Methods: A randomized controlled trial was conducted evaluating the rate of lymphedema after ALND in patients who had ILR versus control. Patients were seen pre-operatively to obtain baseline arm volume measurements, calculated based on the truncated cone formula using arm circumference measurements compared to the contralateral arm. Bioimpedance and quality of life (QoL) surveys (LYMQOL, ULL27, BAI, CESD) were also obtained. A baseline indocyanine green (ICG) lymphography was performed at the time of surgery to evaluate lymphatic drainage. Patients were randomized to either ILR or control after ALND. ILR was performed in standard fashion. Patients were evaluated at 6, 12, 18 and 24 months post-operatively. Arm volume, bioimpedance, QoL surveys and compression usage data were obtained at each visit. ICG lymphography was also performed at 12 and 24 months. A 10% relative arm volume change at either the 12, 18 or 24 month follow-up visits was diagnostic of lymphedema.
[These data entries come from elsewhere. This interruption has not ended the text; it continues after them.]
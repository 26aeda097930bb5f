// src/llama_client.rs
// HTTP client for the DeFiLlama feeds (yields, spot prices, protocols, TVL
// history). Every call goes through a `FetchCache`, so callers get TTL
// caching, retry with backoff and stale fallback without thinking about it.

use crate::errors::{SdkError, SdkResult};
use crate::fetch_cache::{FetchCache, Fetched};
use crate::pools::{YieldPool, YieldsResponse};
use crate::protocols::{ProtocolTvl, TvlPoint};
use crate::settings::{Endpoints, Settings};
use log::warn;
use serde::de::DeserializeOwned;
use serde::Deserialize;
use std::collections::BTreeMap;
use std::time::Duration;

// The prices feed is queried by `coingecko:<lowercased symbol>`.
fn price_feed_key(symbol: &str) -> String {
    format!("coingecko:{}", symbol.to_ascii_lowercase())
}

/// One coin entry from the prices endpoint.
#[derive(Debug, Clone, Deserialize)]
pub struct CoinPrice {
    pub price: f64,
    #[serde(default)]
    pub symbol: Option<String>,
    #[serde(default)]
    pub timestamp: Option<f64>,
    #[serde(default)]
    pub confidence: Option<f64>,
}

#[derive(Debug, Deserialize)]
struct PricesResponse {
    coins: BTreeMap<String, CoinPrice>,
}

/// DeFiLlama client with per-feed caches.
pub struct LlamaClient {
    http: reqwest::Client,
    endpoints: Endpoints,
    pools_cache: FetchCache<Vec<YieldPool>>,
    prices_cache: FetchCache<BTreeMap<String, f64>>,
    protocols_cache: FetchCache<Vec<ProtocolTvl>>,
    charts_cache: FetchCache<Vec<TvlPoint>>,
}

impl LlamaClient {
    pub fn new(settings: &Settings) -> anyhow::Result<Self> {
        let http = reqwest::Client::builder()
            .timeout(Duration::from_secs(settings.endpoints.http_timeout_seconds))
            .build()?;
        let policy = settings.cache.retry_policy();
        Ok(Self {
            http,
            endpoints: settings.endpoints.clone(),
            pools_cache: FetchCache::with_policy(
                Duration::from_secs(settings.cache.pools_ttl_seconds),
                policy.clone(),
            ),
            prices_cache: FetchCache::with_policy(
                Duration::from_secs(settings.cache.prices_ttl_seconds),
                policy.clone(),
            ),
            protocols_cache: FetchCache::with_policy(
                Duration::from_secs(settings.cache.protocols_ttl_seconds),
                policy.clone(),
            ),
            charts_cache: FetchCache::with_policy(
                Duration::from_secs(settings.cache.protocols_ttl_seconds),
                policy,
            ),
        })
    }

    /// All pools from the yields feed.
    pub async fn fetch_pools(&self) -> SdkResult<Fetched<Vec<YieldPool>>> {
        let url = self.endpoints.yields_url.clone();
        let http = self.http.clone();
        self.pools_cache
            .get_or_fetch("llama:pools", move || {
                let url = url.clone();
                let http = http.clone();
                async move {
                    let resp: YieldsResponse = get_json(&http, &url, "llama:pools").await?;
                    Ok(resp.data)
                }
            })
            .await
    }

    /// Spot prices for `symbols`, keyed by display symbol. A symbol the feed
    /// does not know is skipped with a warning; the rest still resolve.
    pub async fn fetch_spot_prices(
        &self,
        symbols: &[&str],
    ) -> SdkResult<Fetched<BTreeMap<String, f64>>> {
        let requested: Vec<(String, String)> = symbols
            .iter()
            .map(|s| (s.to_ascii_uppercase(), price_feed_key(s)))
            .collect();
        let joined = requested
            .iter()
            .map(|(_, id)| id.as_str())
            .collect::<Vec<_>>()
            .join(",");
        let url = format!("{}/{}", self.endpoints.prices_url, joined);
        let key = format!("llama:prices:{}", joined);
        let cache_key = key.clone();

        let http = self.http.clone();
        self.prices_cache
            .get_or_fetch(&cache_key, move || {
                let url = url.clone();
                let key = key.clone();
                let http = http.clone();
                let requested = requested.clone();
                async move {
                    let resp: PricesResponse = get_json(&http, &url, &key).await?;
                    Ok(collect_prices(&requested, &resp.coins))
                }
            })
            .await
    }

    /// All protocols with their current TVL.
    pub async fn fetch_protocols(&self) -> SdkResult<Fetched<Vec<ProtocolTvl>>> {
        let url = self.endpoints.protocols_url.clone();
        let http = self.http.clone();
        self.protocols_cache
            .get_or_fetch("llama:protocols", move || {
                let url = url.clone();
                let http = http.clone();
                async move { get_json(&http, &url, "llama:protocols").await }
            })
            .await
    }

    /// Daily aggregate TVL history for one chain, oldest first.
    pub async fn fetch_tvl_history(&self, chain: &str) -> SdkResult<Fetched<Vec<TvlPoint>>> {
        let url = format!("{}/{}", self.endpoints.charts_url, chain);
        let key = format!("llama:tvl:{}", chain.to_ascii_lowercase());
        let cache_key = key.clone();
        let http = self.http.clone();
        self.charts_cache
            .get_or_fetch(&cache_key, move || {
                let url = url.clone();
                let key = key.clone();
                let http = http.clone();
                async move { get_json(&http, &url, &key).await }
            })
            .await
    }

    /// Drop the cached pool list so the next call refetches.
    pub fn invalidate_pools(&self) {
        self.pools_cache.invalidate("llama:pools");
    }
}

// Typed error at the HTTP edge; the cache layer sees it through anyhow.
async fn get_json<T: DeserializeOwned>(
    http: &reqwest::Client,
    url: &str,
    key: &str,
) -> anyhow::Result<T> {
    let resp = http.get(url).send().await.map_err(|e| SdkError::FetchFailed {
        key: key.to_string(),
        reason: e.to_string(),
    })?;
    let resp = resp.error_for_status().map_err(|e| SdkError::FetchFailed {
        key: key.to_string(),
        reason: e.to_string(),
    })?;
    let parsed = resp.json::<T>().await.map_err(|e| SdkError::FetchFailed {
        key: key.to_string(),
        reason: format!("decode: {}", e),
    })?;
    Ok(parsed)
}

fn collect_prices(
    requested: &[(String, String)],
    coins: &BTreeMap<String, CoinPrice>,
) -> BTreeMap<String, f64> {
    let mut out = BTreeMap::new();
    for (symbol, feed_key) in requested {
        match coins.get(feed_key) {
            Some(coin) => {
                out.insert(symbol.clone(), coin.price);
            }
            None => warn!("prices feed has no entry for {} ({})", symbol, feed_key),
        }
    }
    out
}

#[cfg(test)]
mod tests {
    use super::*;

    #[test]
    fn test_price_feed_keying() {
        assert_eq!(price_feed_key("SUI"), "coingecko:sui");
        assert_eq!(price_feed_key("usdc"), "coingecko:usdc");
    }

    #[test]
    fn test_parses_prices_envelope() {
        let json = r#"{
            "coins": {
                "coingecko:sui": {"price": 3.42, "symbol": "SUI", "timestamp": 1700000000, "confidence": 0.99},
                "coingecko:usd-coin": {"price": 0.9998}
            }
        }"#;
        let resp: PricesResponse = serde_json::from_str(json).unwrap();
        assert_eq!(resp.coins.len(), 2);
        assert!((resp.coins["coingecko:sui"].price - 3.42).abs() < 1e-9);
        assert!(resp.coins["coingecko:usd-coin"].symbol.is_none());
    }

    #[test]
    fn test_collect_prices_skips_missing_symbols() {
        let requested = vec![
            ("SUI".to_string(), "coingecko:sui".to_string()),
            ("DEEP".to_string(), "coingecko:deep".to_string()),
        ];
        let mut coins = BTreeMap::new();
        coins.insert(
            "coingecko:sui".to_string(),
            CoinPrice {
                price: 3.42,
                symbol: None,
                timestamp: None,
                confidence: None,
            },
        );
        let out = collect_prices(&requested, &coins);
        assert_eq!(out.len(), 1);
        assert!((out["SUI"] - 3.42).abs() < 1e-9);
        assert!(!out.contains_key("DEEP"));
    }
}
//! # Sui Liquidity SDK
//!
//! A Rust library for yield discovery and concentrated-liquidity position
//! management on Sui. It combines DeFiLlama market data with Cetus CLMM
//! fixed-point math to rank pools, value existing positions and plan new
//! liquidity deposits.
//!
//! ## Overview
//!
//! The SDK separates market data plumbing from the deterministic math core:
//!
//! - **Market data**: resilient, cached clients for the DeFiLlama yields,
//!   prices, protocols and TVL feeds, and the Cetus pool statistics feed.
//!   Every fetch gets TTL caching, retry with exponential backoff and
//!   stale-on-failure fallback.
//! - **Ranking**: pure filter/sort views over pool snapshots (top APY, top
//!   volume, top stablecoin).
//! - **CLMM math**: tick index to X64 sqrt-price conversion and the
//!   liquidity/amount relations, all in integer arithmetic.
//! - **Positions**: portfolio valuation against live pool state, with
//!   per-position failure isolation.
//! - **Planning**: tick-range selection and fix-one-side deposit sizing with
//!   slippage-bounded maxima.
//!
//! Chain access sits behind traits ([`chain::PoolStateSource`],
//! [`chain::PositionSource`], [`chain::TxSubmitter`]); the SDK never signs or
//! submits anything itself.

// Core Types
/// DeFiLlama yields feed data model
pub mod pools;
/// On-chain pool/position types and chain-access traits
pub mod chain;
/// Coin type -> token symbol/decimals resolution
pub mod token_registry;

// Market Data Layer
/// TTL cache with retry, backoff and stale fallback
pub mod fetch_cache;
/// DeFiLlama HTTP client (yields, prices, protocols, TVL history)
pub mod llama_client;
/// Cetus pool statistics client (APR breakdown)
pub mod cetus_client;
/// Protocol TVL views and trend analysis
pub mod protocols;
/// Pool ranking views (top APY, top volume, top stablecoin)
pub mod rankings;

// CLMM Math Core
/// Tick index <-> X64 sqrt price conversion
pub mod tick_math;
/// Liquidity <-> token amount relations and deposit sizing
pub mod clmm_math;

// Position Management
/// Portfolio valuation over live pool state
pub mod positions;
/// Tick-range selection and deposit planning
pub mod range_planner;

// Settings & Errors
/// Configuration management
pub mod settings;
/// Error types
pub mod errors;

// Re-exports for convenience
pub use cetus_client::CetusStatsClient;
pub use errors::{SdkError, SdkResult};
pub use fetch_cache::{FetchCache, Fetched};
pub use llama_client::LlamaClient;
pub use positions::PositionValuer;
pub use settings::Settings;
Results: 137 of 176 patients have been randomized to either ILR (67) or control (70). There were no differences in terms of age, BMI, neo-adjuvant chemotherapy or adjuvant radiation between groups. In total 81 patients completed 12-month follow-up, 59 patients completed 18-month follow-up, and 33 patients completed 24-month follow-up. The overall rate of lymphedema in control group was 24.4% and in ILR group was 5.0% (p=0.026). There was no significant difference in bioimpedance between groups. There was less compression use in the ILR group versus the control group at 24 months, but this was not significant (29.4% versus 43.8%, p=0.5). ICG lymphography showed significantly better lymphatic function with less dermal backflow indicative of lymphatic fluid accumulation in the skin in the ILR group compared to controls at 12 months (p=0.05). There were no significant findings regarding QoL data, however there was a trend toward better function in patients in the ILR group compared to controls at 12 and 18 months on the LYMQOL function dimension (p=0.07, 0.1).
Conclusion: Preliminary results of our randomized controlled trial evaluating ILR after ALND show a decreased rate of lymphedema and a trend toward better quality of life. However, enrollment is ongoing and more patients with longer term follow up will be needed to confirm these early results.